Backup officers arrived shortly thereafter. Officer Lichtsinn then holstered his
weapon and ordered Billingsley to exit the vehicle. Officer Lichtsinn handcuffed
Billingsley and patted him down for weapons. While doing so, Officer Lichtsinn smelled
an “overpowering odor of [raw] marijuana,” which he recognized based on “[n]umerous”
prior arrests he had made involving marijuana. Id. at 18. Officer Lichtsinn then observed
“on the front passenger seat where [Billingsley] was sitting . . . a clear plastic baggie
containing . . . a green leafy plant substance that [Officer Lichtsinn] immediately
recognized . . . to be marijuana.” State’s Exh. 1. The substance field tested positive for
marijuana and was later measured at 229.7 grams. No firearm was found on or near
Billingsley.
The State charged Billingsley with possession of marijuana, as a Class D felony.
Billingsley moved to suppress the seized marijuana and, after a hearing, the trial court
denied Billingsley’s motion. Billingsley renewed his objections during the ensuing bench
trial, and the court overruled them. The court then found Billingsley guilty as charged
and sentenced him accordingly. This appeal ensued.
DISCUSSION AND DECISION
Billingsley contends that the trial court abused its discretion when it admitted the
seized marijuana into evidence because the State’s seizure of the marijuana from the front
passenger seat of the SUV violated his rights under the federal and Indiana constitutions.

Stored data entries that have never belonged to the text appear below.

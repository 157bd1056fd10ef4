//! Dump path validation.

use std::path::PathBuf;
use thiserror::Error;

/// Rejected dump paths.
#[derive(Debug, Error)]
pub enum PathError {
    #[error("path is empty")]
    Empty,
    #[error("{0} is a directory")]
    Directory(String),
}

/// Checks a user-supplied dump path.
///
/// Missing files are not rejected here; the loader reports them with the
/// underlying I/O error.
pub fn validate_dump_path(raw: &str) -> Result<PathBuf, PathError> {
    let trimmed = raw.trim();
    if trimmed.is_empty() {
        return Err(PathError::Empty);
    }
    let path = PathBuf::from(trimmed);
    if path.is_dir() {
        return Err(PathError::Directory(path.display().to_string()));
    }
    Ok(path)
}
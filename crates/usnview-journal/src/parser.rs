//! Record reconstruction from dump lines.

use crate::errors::{JournalError, INLINE_SOURCE};
use crate::format::{self, Field, LineKind};
use crate::record::JournalRecord;
use std::path::PathBuf;

/// Fields collected for the record currently being read.
#[derive(Debug, Default)]
struct Accumulator {
    file_name: Option<String>,
    file_id: Option<String>,
    parent_id: Option<String>,
    reason: Option<u32>,
    timestamp: Option<String>,
}

impl Accumulator {
    fn is_empty(&self) -> bool {
        self.file_name.is_none()
            && self.file_id.is_none()
            && self.parent_id.is_none()
            && self.reason.is_none()
            && self.timestamp.is_none()
    }

    fn into_record(self) -> JournalRecord {
        JournalRecord {
            file_name: self.file_name.unwrap_or_default(),
            file_id: self.file_id.unwrap_or_default(),
            parent_id: self.parent_id.unwrap_or_default(),
            reason: self.reason.unwrap_or(0),
            timestamp: self.timestamp.unwrap_or_default(),
        }
    }
}

/// Incremental parser that groups dump lines into records.
///
/// Lines are fed one at a time; a record is emitted only when the next
/// boundary arrives or [`finish`](Self::finish) is called. Records missing
/// some fields are kept with defaults.
///
/// # Example
///
/// ```rust
/// use usnview_journal::RecordParser;
///
/// let mut parser = RecordParser::new();
/// for line in ["USN: 1", "Имя файла: a.txt", "USN: 2", "Имя файла: b.txt"] {
///     parser.feed_line(line)?;
/// }
/// let records = parser.finish();
/// assert_eq!(records[0].file_name, "b.txt");
/// # Ok::<(), usnview_journal::JournalError>(())
/// ```
#[derive(Debug)]
pub struct RecordParser {
    source: PathBuf,
    current: Accumulator,
    records: Vec<JournalRecord>,
    line: usize,
}

impl Default for RecordParser {
    fn default() -> Self {
        Self::for_source(INLINE_SOURCE)
    }
}

impl RecordParser {
    /// Creates an empty parser for text held in memory.
    pub fn new() -> Self {
        Self::default()
    }

    /// Creates an empty parser whose errors name `source`.
    pub fn for_source(source: impl Into<PathBuf>) -> Self {
        Self {
            source: source.into(),
            current: Accumulator::default(),
            records: Vec::new(),
            line: 0,
        }
    }

    /// Number of lines consumed so far.
    pub fn lines_consumed(&self) -> usize {
        self.line
    }

    /// Number of records completed so far (excluding the one in progress).
    pub fn records_completed(&self) -> usize {
        self.records.len()
    }

    /// Consumes one line of the dump.
    ///
    /// # Errors
    ///
    /// Returns [`JournalError::Parse`] if the line is a reason line whose hex
    /// token is malformed.
    pub fn feed_line(&mut self, line: &str) -> Result<(), JournalError> {
        self.line += 1;

        match format::classify_line(line) {
            LineKind::Boundary => self.flush(),
            LineKind::Field(Field::FileName, value) => {
                self.current.file_name = Some(value.to_string());
            }
            LineKind::Field(Field::FileId, value) => {
                self.current.file_id = Some(value.to_string());
            }
            LineKind::Field(Field::ParentId, value) => {
                self.current.parent_id = Some(value.to_string());
            }
            LineKind::Field(Field::Reason, value) => {
                let code = format::parse_reason_code(format::reason_token(value)).ok_or_else(
                    || JournalError::Parse {
                        path: self.source.clone(),
                        line: self.line,
                        content: line.trim().to_string(),
                    },
                )?;
                self.current.reason = Some(code);
            }
            LineKind::Field(Field::Timestamp, value) => {
                self.current.timestamp = Some(value.to_string());
            }
            LineKind::Ignored => {}
        }

        Ok(())
    }

    fn flush(&mut self) {
        let current = std::mem::take(&mut self.current);
        if !current.is_empty() {
            self.records.push(current.into_record());
        }
    }

    /// Flushes the trailing record and returns all records, most recent first.
    pub fn finish(mut self) -> Vec<JournalRecord> {
        self.flush();
        self.records.reverse();
        self.records
    }
}

/// Parses a sequence of lines into records, most recent first.
pub fn parse_lines<'a, I>(lines: I) -> Result<Vec<JournalRecord>, JournalError>
where
    I: IntoIterator<Item = &'a str>,
{
    let mut parser = RecordParser::new();
    for line in lines {
        parser.feed_line(line)?;
    }
    Ok(parser.finish())
}

/// Parses decoded dump text into records, most recent first.
pub fn parse_str(text: &str) -> Result<Vec<JournalRecord>, JournalError> {
    parse_lines(text.lines())
}
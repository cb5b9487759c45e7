use crate::error::Result;
use crate::types::RepositoryRecord;
use axum::{
    extract::{Path, State},
    http::StatusCode,
    response::{IntoResponse, Json},
    routing::{get, post},
    Router,
};
use serde::{Deserialize, Serialize};
use std::sync::Arc;
use tokio::net::TcpListener;
use tokio::sync::RwLock;
use tower_http::trace::TraceLayer;
use tracing::{debug, info};

/// Shared in-memory repository table for the development backend
#[derive(Clone, Default)]
pub struct BackendState {
    repositories: Arc<RwLock<Vec<RepositoryRecord>>>,
}

impl BackendState {
    pub fn new(repositories: Vec<RepositoryRecord>) -> Self {
        Self {
            repositories: Arc::new(RwLock::new(repositories)),
        }
    }

    /// Load seed data from a JSON array of repositories
    pub async fn from_seed_file(path: &std::path::Path) -> Result<Self> {
        let contents = tokio::fs::read(path).await?;
        let repositories: Vec<RepositoryRecord> = serde_json::from_slice(&contents)?;
        info!("Loaded {} seed repositories from {}", repositories.len(), path.display());
        Ok(Self::new(repositories))
    }

    pub async fn repositories(&self) -> Vec<RepositoryRecord> {
        self.repositories.read().await.clone()
    }
}

/// Response for errors
#[derive(Debug, Serialize, Deserialize)]
pub struct ErrorResponse {
    pub error: String,
}

/// Health check response
#[derive(Debug, Clone, Serialize, Deserialize)]
pub struct HealthResponse {
    pub status: String,
    pub version: String,
    pub repositories: usize,
}

/// Create the backend router
pub fn create_router(state: BackendState) -> Router {
    Router::new()
        .route("/repositories", get(list_repositories))
        .route("/repositories/:id/like", post(like_repository))
        .route("/health", get(health_check))
        .layer(TraceLayer::new_for_http())
        .with_state(state)
}

/// Serve the backend on an already-bound listener until the task is dropped
pub async fn serve(listener: TcpListener, state: BackendState) -> Result<()> {
    let addr = listener.local_addr()?;
    info!("Repository backend listening on http://{}", addr);

    axum::serve(listener, create_router(state)).await?;

    Ok(())
}

async fn list_repositories(State(state): State<BackendState>) -> impl IntoResponse {
    let repositories = state.repositories.read().await;
    debug!("Listing {} repositories", repositories.len());
    (StatusCode::OK, Json(repositories.clone()))
}

async fn like_repository(
    State(state): State<BackendState>,
    Path(id): Path<String>,
) -> impl IntoResponse {
    let mut repositories = state.repositories.write().await;

    match repositories.iter_mut().find(|repo| repo.id.to_string() == id) {
        Some(repository) => {
            repository.likes = repository.likes.saturating_add(1);
            debug!(%id, likes = repository.likes, "Repository liked");
            (StatusCode::OK, Json(repository.clone())).into_response()
        }
        None => (
            StatusCode::NOT_FOUND,
            Json(ErrorResponse {
                error: format!("Repository {} not found", id),
            }),
        ).into_response(),
    }
}

async fn health_check(State(state): State<BackendState>) -> impl IntoResponse {
    let repositories = state.repositories.read().await.len();
    Json(HealthResponse {
        status: "healthy".to_string(),
        version: env!("CARGO_PKG_VERSION").to_string(),
        repositories,
    })
}
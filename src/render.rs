//! Terminal rendering surface for the repository list.
//!
//! Produces plain strings so callers decide where output goes. Identifiers
//! `repository-likes-{id}` and `like-button-{id}` are emitted on request for
//! scripted verification of the output.

use crate::types::{LikeFailure, RepositoryRecord};
use colored::*;
use std::fmt::Write;

const LIKE_LABEL: &str = "Curtir";

#[derive(Debug, Clone, Default)]
pub struct RenderOptions {
    pub color: bool,
    pub show_test_ids: bool,
}

pub fn likes_label(likes: u64) -> String {
    format!("{} curtidas", likes)
}

pub fn likes_test_id(record: &RepositoryRecord) -> String {
    format!("repository-likes-{}", record.id)
}

pub fn like_button_test_id(record: &RepositoryRecord) -> String {
    format!("like-button-{}", record.id)
}

pub fn render_record(record: &RepositoryRecord, options: &RenderOptions) -> String {
    let mut out = String::new();

    let title = if options.color {
        record.title.bold().to_string()
    } else {
        record.title.clone()
    };
    let _ = writeln!(out, "{}", title);

    if !record.techs.is_empty() {
        let techs: Vec<String> = record
            .techs
            .iter()
            .map(|tech| {
                let tag = format!("[{}]", tech);
                if options.color { tag.green().bold().to_string() } else { tag }
            })
            .collect();
        let _ = writeln!(out, "  {}", techs.join(" "));
    }

    let likes = likes_label(record.likes);
    let button = format!("[ {} ]", LIKE_LABEL);
    let (likes, button) = if options.color {
        (likes.bold().to_string(), button.white().on_purple().bold().to_string())
    } else {
        (likes, button)
    };

    if options.show_test_ids {
        let _ = writeln!(out, "  {}  <{}>", likes, likes_test_id(record));
        let _ = writeln!(out, "  {}  <{}>", button, like_button_test_id(record));
    } else {
        let _ = writeln!(out, "  {}", likes);
        let _ = writeln!(out, "  {}", button);
    }

    out
}

pub fn render_list(records: &[RepositoryRecord], options: &RenderOptions) -> String {
    if records.is_empty() {
        let hint = "No repositories yet.";
        return if options.color {
            format!("{}\n", hint.dimmed())
        } else {
            format!("{}\n", hint)
        };
    }

    records
        .iter()
        .map(|record| render_record(record, options))
        .collect::<Vec<_>>()
        .join("\n")
}

/// Banner shown when a like round-trip fails; the list itself is left as it was.
pub fn render_failure(failure: &LikeFailure, color: bool) -> String {
    let message = format!("⚠️ Could not like repository {}: {}", failure.id, failure.reason);
    if color {
        message.red().bold().to_string()
    } else {
        message
    }
}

A trial court is afforded broad discretion in ruling on the admissibility of evidence, and
4
we will reverse such a ruling only upon a showing of an abuse of discretion. Washington
v. State, 784 N.E.2d 584, 587 (Ind. Ct. App. 2003). An abuse of discretion involves a
decision that is clearly against the logic and effect of the facts and circumstances before
the court. Id. We will not reweigh the evidence, and we consider conflicting evidence in
the light most favorable to the trial court’s ruling. Cole v. State, 878 N.E.2d 882, 885
(Ind. Ct. App. 2007).
Issue One: Investigatory Stop or Arrest
The parties first dispute whether Officer Lichtsinn exiting his vehicle with his
firearm drawn upon his arrival at the VFW subjected Billingsley to an investigatory stop
or an arrest. An investigatory stop allows a police officer to “temporarily freeze the
situation in order to make an investigative inquiry.” Johnson v. State, 766 N.E.2d 426,
429 (Ind. Ct. App. 2002), trans. denied. In Terry v. Ohio, 392 U.S. 1, 30 (1968), the
United States Supreme Court held that an officer may, consistent with the Fourth
Amendment, conduct a brief investigatory stop when, based on a totality of the
circumstances, the officer has a reasonable, articulable suspicion that criminal activity is
afoot. Hardister v. State, 849 N.E.2d 563, 570 (Ind. 2006). A Terry stop is a lesser
intrusion on the person than an arrest and may include a request to see identification and
inquiry necessary to confirm or dispel the officer’s suspicions. Id. (citing Hiibel v. Sixth
Judicial Dist. Court of Nev., 542 U.S. 177, 185-89 (2004)). Reasonable suspicion entails
some minimal level of objective justification for making a stop, something more than an
unparticularized suspicion or hunch, but less than the level of suspicion required for
5
probable cause. Wilson v. State, 670 N.E.2d 27, 29 (Ind. Ct. App. 1996) (citing United
States v. Sokolow, 490 U.S. 1, 7 (1989)).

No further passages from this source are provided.